En cette première moitié de l’année 2024, grandes sensations sous les Alpes, la Suisse ose tout. Et non, généralement, ce n’est pas ainsi qu’on le reconnaît. Cette fois, la question n’est plus d’acheter le bon ou le mauvais avion, ce qui ne changera rien à la grande histoire du combat aérien, ni de légiférer sur les cornes de vache ou les queues de castor. Cette fois, les options sont chères, elles sont impliquées, tout comme le modèle. Aux deux extrémités de ce timide printemps, les décisions des urnes ont des allures de choix de société.

Quelle que soit votre opinion politique et même si vous vous méfiez des opinions politiques comme moi, vous admettrez, je l’espère, que le rythme auquel se prennent ces décisions n’est pas celui des institutions éternelles, la mélasse bernoise ayant été pensée pour le long terme. Mais à Berne comme ailleurs, le long terme est un peu précipité.

Pour le meilleur ou pour le pire, c’est l’urgence qui l’impose. Climat, santé, énergie, social ou sociétal, il nous incite à ne rien remettre à plus tard. Le changement est maintenant, semble-t-il, et cette fois c’est vrai. L’injonction est mondiale.

A vrai dire, je ne sais pas toujours quoi en penser, l’urgence. Quelque chose me murmure qu’ici ou là, l’urgence est peut-être davantage dans l’œil de l’observateur, ou dans l’oreille de celui qui écoute. Autre hypothèse, ou autrement dit, l’urgence pourrait bien conduire à l’urgence et s’auto-renforcer, l’urgence de quelque chose devenant l’urgence de tout. Mais ce que j’en pense n’a pas beaucoup d’importance. Tout est urgent et c’est comme ça.

La bonne nouvelle, c’est que pour le moment, la mélasse bernoise semble soutenir le nouveau rythme et s’y adapter… de toute urgence. Les votes et les décisions se succèdent, mais rien ne s’est encore effondré. Et les choix qui seront faits pourraient très bien s’avérer les bons, y compris lorsque le temps long reviendra, qui a toujours quelque chose à dire.

Le pire est peut-être que l’urgence est là pour durer (ce qui est en soi assez paradoxal). La mélasse n’a pas fini d’être échevelée le dimanche après-midi, quatre fois par an. Sa boussole était la prudence, la lenteur sa méthode, leur équipe une définition. La Suisse peut-elle courir plus vite qu’elle-même ? Je n’ai pas la réponse, mais j’ai hâte de la découvrir.

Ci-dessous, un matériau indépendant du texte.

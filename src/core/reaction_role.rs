//! Reaction-role panel business logic.

use crate::{
    config::settings::Settings,
    entities::{ReactionRole, ReactionRolePanel, reaction_role, reaction_role_panel},
    errors::{Error, Result},
    wizard::{
        ButtonStyleToken, ChannelKind, Collected, ConfigSink, EntryKey, Form, FormField,
        InputKind, OptionSource, Rule, StepDefinition,
    },
};
use sea_orm::{PaginatorTrait, QueryOrder, Set, TransactionTrait, prelude::*};
use tracing::info;

/// Name shown in every prompt of the reaction-role setup wizard.
pub const WIZARD_NAME: &str = "Reaction-role setup";

/// Step keys of the reaction-role setup wizard.
pub mod keys {
    /// Panel channel
    pub const CHANNEL: &str = "channel";
    /// Panel title and description
    pub const MESSAGE: &str = "message";
    /// Role buttons
    pub const ROLES: &str = "roles";
}

/// Builds the reaction-role setup steps.
#[must_use]
pub fn setup_steps(settings: &Settings) -> Vec<StepDefinition> {
    let idle = settings.wizard.idle_timeout();

    vec![
        StepDefinition::new(
            keys::CHANNEL,
            InputKind::Choice(OptionSource::Channels(ChannelKind::Text)),
        )
        .titled("Panel channel", "The role panel will be posted in this channel.")
        .required(),
        StepDefinition::new(
            keys::MESSAGE,
            InputKind::StructuredText(Form::new(
                "Panel message",
                vec![
                    FormField::new("title", "Title").max_length(256),
                    FormField::new("description", "Description")
                        .optional()
                        .long()
                        .max_length(2000),
                ],
            )),
        )
        .titled("Panel message", "Set the title and text members will see on the panel.")
        .required(),
        StepDefinition::new(
            keys::ROLES,
            InputKind::ListBuilder {
                picker: Some(OptionSource::Roles),
                entry_form: Form::new(
                    "Role button",
                    vec![
                        FormField::new("emoji", "Emoji").max_length(64),
                        FormField::new("label", "Label").optional().max_length(80),
                        FormField::new("style", "Style")
                            .optional()
                            .placeholder("primary, secondary, success or danger")
                            .max_length(16),
                    ],
                ),
            },
        )
        .titled(
            "Roles",
            "Pick a role, then give its button an emoji. Each role and emoji can be used once.",
        )
        .required()
        .rule(Rule::MaxItems(settings.reaction_roles.max_roles))
        .rule(Rule::MinItems(1))
        .rule(Rule::Unique(EntryKey::Value))
        .rule(Rule::Unique(EntryKey::Emoji)),
    ]
    .into_iter()
    .map(|step| step.idle_timeout(idle))
    .collect()
}

/// A role button about to be stored.
#[derive(Clone, Debug, PartialEq, Eq)]
pub struct NewReactionRole {
    /// Role toggled by the button
    pub role_id: String,
    /// Button emoji
    pub emoji: String,
    /// Optional button label
    pub label: Option<String>,
    /// Button style
    pub style: ButtonStyleToken,
}

/// A reaction-role panel about to be stored.
#[derive(Clone, Debug, PartialEq, Eq)]
pub struct NewReactionRolePanel {
    /// Owning guild
    pub guild_id: String,
    /// Panel channel
    pub channel_id: String,
    /// Embed title
    pub title: String,
    /// Embed description
    pub description: Option<String>,
    /// Who ran the setup
    pub created_by: String,
    /// Role buttons in order
    pub roles: Vec<NewReactionRole>,
}

fn incomplete(key: &str) -> Error {
    Error::IncompleteSetup {
        key: key.to_string(),
    }
}

impl NewReactionRolePanel {
    /// Maps a completed reaction-role wizard to a storable panel.
    pub fn from_collected(guild_id: &str, created_by: &str, collected: &Collected) -> Result<Self> {
        let channel_id = collected
            .choice(keys::CHANNEL)
            .ok_or_else(|| incomplete(keys::CHANNEL))?;
        let title = collected
            .text(keys::MESSAGE, "title")
            .ok_or_else(|| incomplete(keys::MESSAGE))?;

        let roles = collected
            .list(keys::ROLES)
            .iter()
            .map(|entry| {
                Ok(NewReactionRole {
                    role_id: entry.value.clone().ok_or_else(|| incomplete(keys::ROLES))?,
                    emoji: entry.emoji.clone().ok_or_else(|| incomplete(keys::ROLES))?,
                    label: Some(entry.label.clone()).filter(|l| !l.is_empty()),
                    style: entry.style.unwrap_or(ButtonStyleToken::Secondary),
                })
            })
            .collect::<Result<Vec<_>>>()?;
        if roles.is_empty() {
            return Err(incomplete(keys::ROLES));
        }

        Ok(Self {
            guild_id: guild_id.to_string(),
            channel_id: channel_id.to_string(),
            title: title.to_string(),
            description: collected.text(keys::MESSAGE, "description").map(str::to_string),
            created_by: created_by.to_string(),
            roles,
        })
    }
}

/// A stored panel with its roles in button order.
#[derive(Clone, Debug, PartialEq, Eq)]
pub struct ReactionRolePanelRecord {
    /// Panel row
    pub panel: reaction_role_panel::Model,
    /// Role rows, ordered by position
    pub roles: Vec<reaction_role::Model>,
}

impl ReactionRolePanelRecord {
    fn new(panel: reaction_role_panel::Model, mut roles: Vec<reaction_role::Model>) -> Self {
        roles.sort_by_key(|r| r.position);
        Self { panel, roles }
    }

    /// The role behind the button at `position`.
    #[must_use]
    pub fn role_at(&self, position: i32) -> Option<&reaction_role::Model> {
        self.roles.iter().find(|r| r.position == position)
    }
}

/// Counts the reaction-role panels of a guild.
pub async fn count_panels(db: &DatabaseConnection, guild_id: &str) -> Result<u64> {
    ReactionRolePanel::find()
        .filter(reaction_role_panel::Column::GuildId.eq(guild_id))
        .count(db)
        .await
        .map_err(Into::into)
}

/// Appends a reaction-role panel and its roles in one transaction.
pub async fn append_panel(
    db: &DatabaseConnection,
    new: NewReactionRolePanel,
) -> Result<ReactionRolePanelRecord> {
    let txn = db.begin().await?;

    let panel = reaction_role_panel::ActiveModel {
        guild_id: Set(new.guild_id),
        channel_id: Set(new.channel_id),
        title: Set(new.title),
        description: Set(new.description),
        created_by: Set(new.created_by),
        created_at: Set(chrono::Utc::now().naive_utc()),
        ..Default::default()
    }
    .insert(&txn)
    .await?;

    let mut roles = Vec::with_capacity(new.roles.len());
    for (position, role) in (0_i32..).zip(new.roles) {
        roles.push(
            reaction_role::ActiveModel {
                panel_id: Set(panel.id),
                position: Set(position),
                role_id: Set(role.role_id),
                emoji: Set(role.emoji),
                label: Set(role.label),
                style: Set(role.style.as_str().to_string()),
                ..Default::default()
            }
            .insert(&txn)
            .await?,
        );
    }

    txn.commit().await?;
    info!(panel_id = panel.id, guild_id = %panel.guild_id, "Reaction-role panel stored");
    Ok(ReactionRolePanelRecord::new(panel, roles))
}

/// Lists the reaction-role panels of a guild, oldest first.
pub async fn list_panels(
    db: &DatabaseConnection,
    guild_id: &str,
) -> Result<Vec<ReactionRolePanelRecord>> {
    let rows = ReactionRolePanel::find()
        .filter(reaction_role_panel::Column::GuildId.eq(guild_id))
        .order_by_asc(reaction_role_panel::Column::Id)
        .find_with_related(ReactionRole)
        .all(db)
        .await?;
    Ok(rows
        .into_iter()
        .map(|(panel, roles)| ReactionRolePanelRecord::new(panel, roles))
        .collect())
}

/// Finds a panel by id.
pub async fn get_panel(
    db: &DatabaseConnection,
    panel_id: i64,
) -> Result<Option<ReactionRolePanelRecord>> {
    let Some(panel) = ReactionRolePanel::find_by_id(panel_id).one(db).await? else {
        return Ok(None);
    };
    let roles = ReactionRole::find()
        .filter(reaction_role::Column::PanelId.eq(panel_id))
        .all(db)
        .await?;
    Ok(Some(ReactionRolePanelRecord::new(panel, roles)))
}

/// Deletes a guild's panel and its roles.
pub async fn delete_panel(db: &DatabaseConnection, guild_id: &str, panel_id: i64) -> Result<()> {
    let txn = db.begin().await?;

    ReactionRolePanel::find_by_id(panel_id)
        .filter(reaction_role_panel::Column::GuildId.eq(guild_id))
        .one(&txn)
        .await?
        .ok_or(Error::PanelNotFound { id: panel_id })?;

    ReactionRole::delete_many()
        .filter(reaction_role::Column::PanelId.eq(panel_id))
        .exec(&txn)
        .await?;
    ReactionRolePanel::delete_by_id(panel_id).exec(&txn).await?;

    txn.commit().await?;
    info!(panel_id, guild_id, "Reaction-role panel deleted");
    Ok(())
}

/// Completion summary of a stored panel.
#[must_use]
pub fn describe_panel(record: &ReactionRolePanelRecord) -> String {
    let roles = record
        .roles
        .iter()
        .map(|r| format!("{} <@&{}>", r.emoji, r.role_id))
        .collect::<Vec<_>>()
        .join("\n");
    format!(
        "**Panel #{}** in <#{}>\n**Title:** {}\n**Roles:**\n{roles}",
        record.panel.id, record.panel.channel_id, record.panel.title,
    )
}

/// Stores completed reaction-role setups.
pub struct ReactionRoleSink<'a> {
    db: &'a DatabaseConnection,
    created_by: String,
}

impl<'a> ReactionRoleSink<'a> {
    /// Creates a sink recording `created_by` as the author of the panel.
    pub fn new(db: &'a DatabaseConnection, created_by: impl Into<String>) -> Self {
        Self {
            db,
            created_by: created_by.into(),
        }
    }
}

impl ConfigSink for ReactionRoleSink<'_> {
    type Record = ReactionRolePanelRecord;

    async fn append(&self, owner_id: &str, collected: &Collected) -> Result<ReactionRolePanelRecord> {
        let new = NewReactionRolePanel::from_collected(owner_id, &self.created_by, collected)?;
        append_panel(self.db, new).await
    }

    fn summarize(&self, record: &ReactionRolePanelRecord) -> String {
        format!("✅ Reaction-role panel saved.\n\n{}", describe_panel(record))
    }
}

#[cfg(test)]
mod tests {
    #![allow(clippy::unwrap_used)]
    use super::*;
    use crate::test_utils::*;
    use crate::wizard::{Input, ListEntry, Value, Verdict};
    use std::collections::BTreeMap;

    fn role_entry(role: &str, emoji: &str) -> ListEntry {
        ListEntry {
            value: Some(role.to_string()),
            label: String::new(),
            emoji: Some(emoji.to_string()),
            style: None,
            description: None,
        }
    }

    fn completed_setup() -> Collected {
        let mut collected = Collected::new();
        collected.insert(keys::CHANNEL, Value::Choice("10".to_string()));
        collected.insert(
            keys::MESSAGE,
            Value::Fields(BTreeMap::from([
                ("title".to_string(), "Pick your roles".to_string()),
                ("description".to_string(), "  ".to_string()),
            ])),
        );
        collected.insert(
            keys::ROLES,
            Value::List(vec![role_entry("1", "🔴"), role_entry("2", "🔵")]),
        );
        collected
    }

    #[test]
    fn test_roles_step_rejects_duplicate_role_and_emoji() {
        let steps = setup_steps(&Settings::default());
        let roles = &steps[2];
        let draft = Value::List(vec![role_entry("1", "🔴")]);
        let add = |role: &str, emoji: &str| Input::AddEntry {
            value: Some(role.to_string()),
            fields: BTreeMap::from([("emoji".to_string(), emoji.to_string())]),
        };

        let same_role = roles.validate(&add("1", "🟢"), Some(&draft), &Collected::new());
        assert!(matches!(same_role, Verdict::Rejected(_)));
        let same_emoji = roles.validate(&add("3", "🔴"), Some(&draft), &Collected::new());
        assert!(matches!(same_emoji, Verdict::Rejected(_)));
        let fresh = roles.validate(&add("3", "🟢"), Some(&draft), &Collected::new());
        assert!(matches!(fresh, Verdict::Accepted(Value::List(ref e)) if e.len() == 2));
    }

    #[test]
    fn test_from_collected() {
        let new = NewReactionRolePanel::from_collected("g", "u", &completed_setup()).unwrap();
        assert_eq!(new.title, "Pick your roles");
        // Blank description counts as none
        assert_eq!(new.description, None);
        assert_eq!(new.roles.len(), 2);
        assert_eq!(new.roles[0].label, None);
        assert_eq!(new.roles[0].style, ButtonStyleToken::Secondary);
    }

    #[tokio::test]
    async fn test_append_list_and_delete() -> Result<()> {
        let db = setup_test_db().await?;
        let sink = ReactionRoleSink::new(&db, "u");

        let record = sink.append("g", &completed_setup()).await?;
        assert_eq!(record.role_at(1).unwrap().role_id, "2");
        assert!(sink.summarize(&record).contains("🔵 <@&2>"));
        assert_eq!(count_panels(&db, "g").await?, 1);

        let panels = list_panels(&db, "g").await?;
        assert_eq!(panels, vec![record.clone()]);

        assert!(matches!(
            delete_panel(&db, "other", record.panel.id).await,
            Err(Error::PanelNotFound { .. })
        ));
        delete_panel(&db, "g", record.panel.id).await?;
        assert!(get_panel(&db, record.panel.id).await?.is_none());
        assert_eq!(ReactionRole::find().count(&db).await?, 0);
        Ok(())
    }
}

En vérité, la lenteur de la Suisse n’a jamais été ma première Source de fierté patriotique. Elle m’a même exaspéré le plus souvent, j’imagine toi aussi. J’avoue, et c’est un classique, que c’est au moment où elle disparaît que je me demande si je ne vais pas la regretter, mais après tout tant pis : au diable la nostalgie, allons-y, accélérons comme tout le monde.

Nous arriverons certainement quelque part.